"Consuming an average of 2.5 servings of whole grains each day is associated with a 21% lower risk of cardiovascular disease compared to consuming only 0.2 servings," said Philip Mellen, M.D., lead author and an assistant professor of internal medicine. "These findings suggest that we should redouble our efforts to encourage patients to include more of these foods in their diets."
These results were published online in Nutrition, Metabolism & Cardiovascular Diseases and will appear in a future print issue.
The findings are based on an analysis of seven studies involving more than 285,000 people. By combining the data from these seven studies, researchers were able to detect effects that may not have shown up in each individual study. The studies were conducted between 1966 and April 2006.
Mellen said the findings are consistent with earlier research, but that despite abundant evidence about the health benefits of whole grains, intake remains low. A nutrition survey conducted between 1999 and 2000 found that only 8% of U.S. adults consumed three or more servings of whole grain per day and that 42% of adults ate no whole grains on a given day.
"Many consumers and health professionals are unaware of the health benefits of whole grains," said Mellen.
A grain is "whole" when the entire grain seed is retained: the bran, germ and the endosperm. The bran and germ components are rich in fiber, vitamins, minerals, antioxidants, and healthy fats. These are the parts removed in the refining process, leaving behind the energy-dense but nutrient-poor endosperm portion of the grain. Examples of whole grain foods include wild rice, popcorn, oatmeal, brown rice, barley, wheat berries and flours such as whole wheat.
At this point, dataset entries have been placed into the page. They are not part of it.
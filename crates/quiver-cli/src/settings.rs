//! CLI settings
//!
//! Layered with the `config` crate, lowest precedence first: built-in
//! defaults (seeded from the legacy `ARROW_DATABASE_PATH` and
//! `DEEPSEEK_API_KEY` variables), an optional `quiver.toml`, then
//! `QUIVER_*` environment variables.

use config::{Config, ConfigError, Environment, File};
use quiver_scraper::LlmSettings;
use serde::Deserialize;
use std::path::{Path, PathBuf};

/// Overrides the location of `quiver.toml`
pub const CONFIG_PATH_ENV: &str = "QUIVER_CONFIG";
const DEFAULT_CONFIG_FILE: &str = "quiver.toml";

#[derive(Debug, Clone, Deserialize)]
pub struct Settings {
    pub database_path: PathBuf,
    pub manufacturers_config: PathBuf,
    pub data_dir: PathBuf,
    /// `text` or `json`
    pub log_format: String,
    pub llm_base_url: String,
    pub llm_model: String,
    pub llm_max_tokens: u32,
    pub llm_temperature: f64,
    #[serde(default)]
    pub llm_api_key: Option<String>,
}

impl Settings {
    pub fn load() -> Result<Self, ConfigError> {
        let file = std::env::var(CONFIG_PATH_ENV)
            .map(PathBuf::from)
            .unwrap_or_else(|_| PathBuf::from(DEFAULT_CONFIG_FILE));
        Self::load_from(&file)
    }

    pub fn load_from(file: &Path) -> Result<Self, ConfigError> {
        let defaults = LlmSettings::new(String::new());
        let database_path = legacy_env("ARROW_DATABASE_PATH")
            .unwrap_or_else(|| "arrow_database.db".to_string());

        let mut builder = Config::builder()
            .set_default("database_path", database_path)?
            .set_default("manufacturers_config", "config/manufacturers.yaml")?
            .set_default("data_dir", "data")?
            .set_default("log_format", "text")?
            .set_default("llm_base_url", defaults.base_url)?
            .set_default("llm_model", defaults.model)?
            .set_default("llm_max_tokens", i64::from(defaults.max_tokens))?
            .set_default("llm_temperature", defaults.temperature)?;
        if let Some(key) = legacy_env("DEEPSEEK_API_KEY") {
            builder = builder.set_default("llm_api_key", key)?;
        }

        builder
            .add_source(File::from(file).required(false))
            .add_source(Environment::with_prefix("QUIVER"))
            .build()?
            .try_deserialize()
    }

    /// LLM connection settings; fails when no API key is configured
    pub fn llm_settings(&self) -> Result<LlmSettings, String> {
        let key = self
            .llm_api_key
            .as_deref()
            .map(str::trim)
            .filter(|k| !k.is_empty())
            .ok_or("no LLM API key configured (set DEEPSEEK_API_KEY or QUIVER_LLM_API_KEY)")?;

        let mut llm = LlmSettings::new(key);
        llm.base_url = self.llm_base_url.clone();
        llm.model = self.llm_model.clone();
        llm.max_tokens = self.llm_max_tokens;
        llm.temperature = self.llm_temperature;
        Ok(llm)
    }

    pub fn processed_dir(&self) -> PathBuf {
        self.data_dir.join("processed")
    }
}

fn legacy_env(name: &str) -> Option<String> {
    std::env::var(name).ok().filter(|v| !v.trim().is_empty())
}
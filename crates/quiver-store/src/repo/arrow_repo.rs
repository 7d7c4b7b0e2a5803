//! Arrow catalog repository
//!
//! Inserts, updates and queries `arrows` and `spine_specifications`.

#![allow(clippy::result_large_err)]

use crate::document::{ImportedArrow, ImportedSpec};
use crate::errors::{from_rusqlite, Result};
use quiver_core::model::material::is_wood_material;
use quiver_core::model::{
    classify_diameter, normalize_material, ArrowRecord, DiameterCategory, SpineSpecRecord,
};
use rusqlite::types::Value as SqlValue;
use rusqlite::{Connection, OptionalExtension, Row};
use serde::Serialize;

pub const DEFAULT_SEARCH_LIMIT: usize = 50;

/// What `upsert_arrow` did with an incoming arrow
#[derive(Debug, Clone, Copy, PartialEq, Eq)]
pub enum UpsertOutcome {
    Inserted(i64),
    Updated(i64),
    Unchanged(i64),
}

impl UpsertOutcome {
    pub fn arrow_id(&self) -> i64 {
        match self {
            UpsertOutcome::Inserted(id) | UpsertOutcome::Updated(id) | UpsertOutcome::Unchanged(id) => {
                *id
            }
        }
    }
}

/// Search filters; every field is optional
#[derive(Debug, Clone, Default, PartialEq, Serialize)]
pub struct SearchQuery {
    pub manufacturer: Option<String>,
    pub arrow_type: Option<String>,
    pub material: Option<String>,
    pub model: Option<String>,
    pub spine_min: Option<i64>,
    pub spine_max: Option<i64>,
    pub gpi_min: Option<f64>,
    pub gpi_max: Option<f64>,
    pub diameter_min: Option<f64>,
    pub diameter_max: Option<f64>,
    pub diameter_category: Option<DiameterCategory>,
    pub limit: Option<usize>,
}
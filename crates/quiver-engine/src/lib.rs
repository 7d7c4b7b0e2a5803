//! Quiver Engine - Orchestration layer
//!
//! Coordinates the calculators in quiver-core, the catalog in quiver-store
//! and the scraper. Every public command owns its lifecycle logging.

pub mod commands;
pub mod validator;

pub use validator::{DataValidator, Severity, ValidationIssue, ValidationReport};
In addition to protecting against cardiovascular disease, which accounts for one-third of deaths worldwide, there is evidence that whole grains also project against diabetes and other chronic conditions.
"Years ago, scientists hypothesized that the higher rates of chronic diseases we have in the West, including heart disease, are due, in part, to a diet full of processed foods," Mellen said. "Subsequent studies have born that out – especially with whole grains. Greater whole grain intake is associated with less obesity, diabetes, high blood pressure, and high cholesterol – major factors that increase the risk for heart disease and stroke."
According to nutritionists, consumers should look for "100% whole grain" on food labels or look for specific types of whole-grain flour as the main ingredient, such as "whole wheat."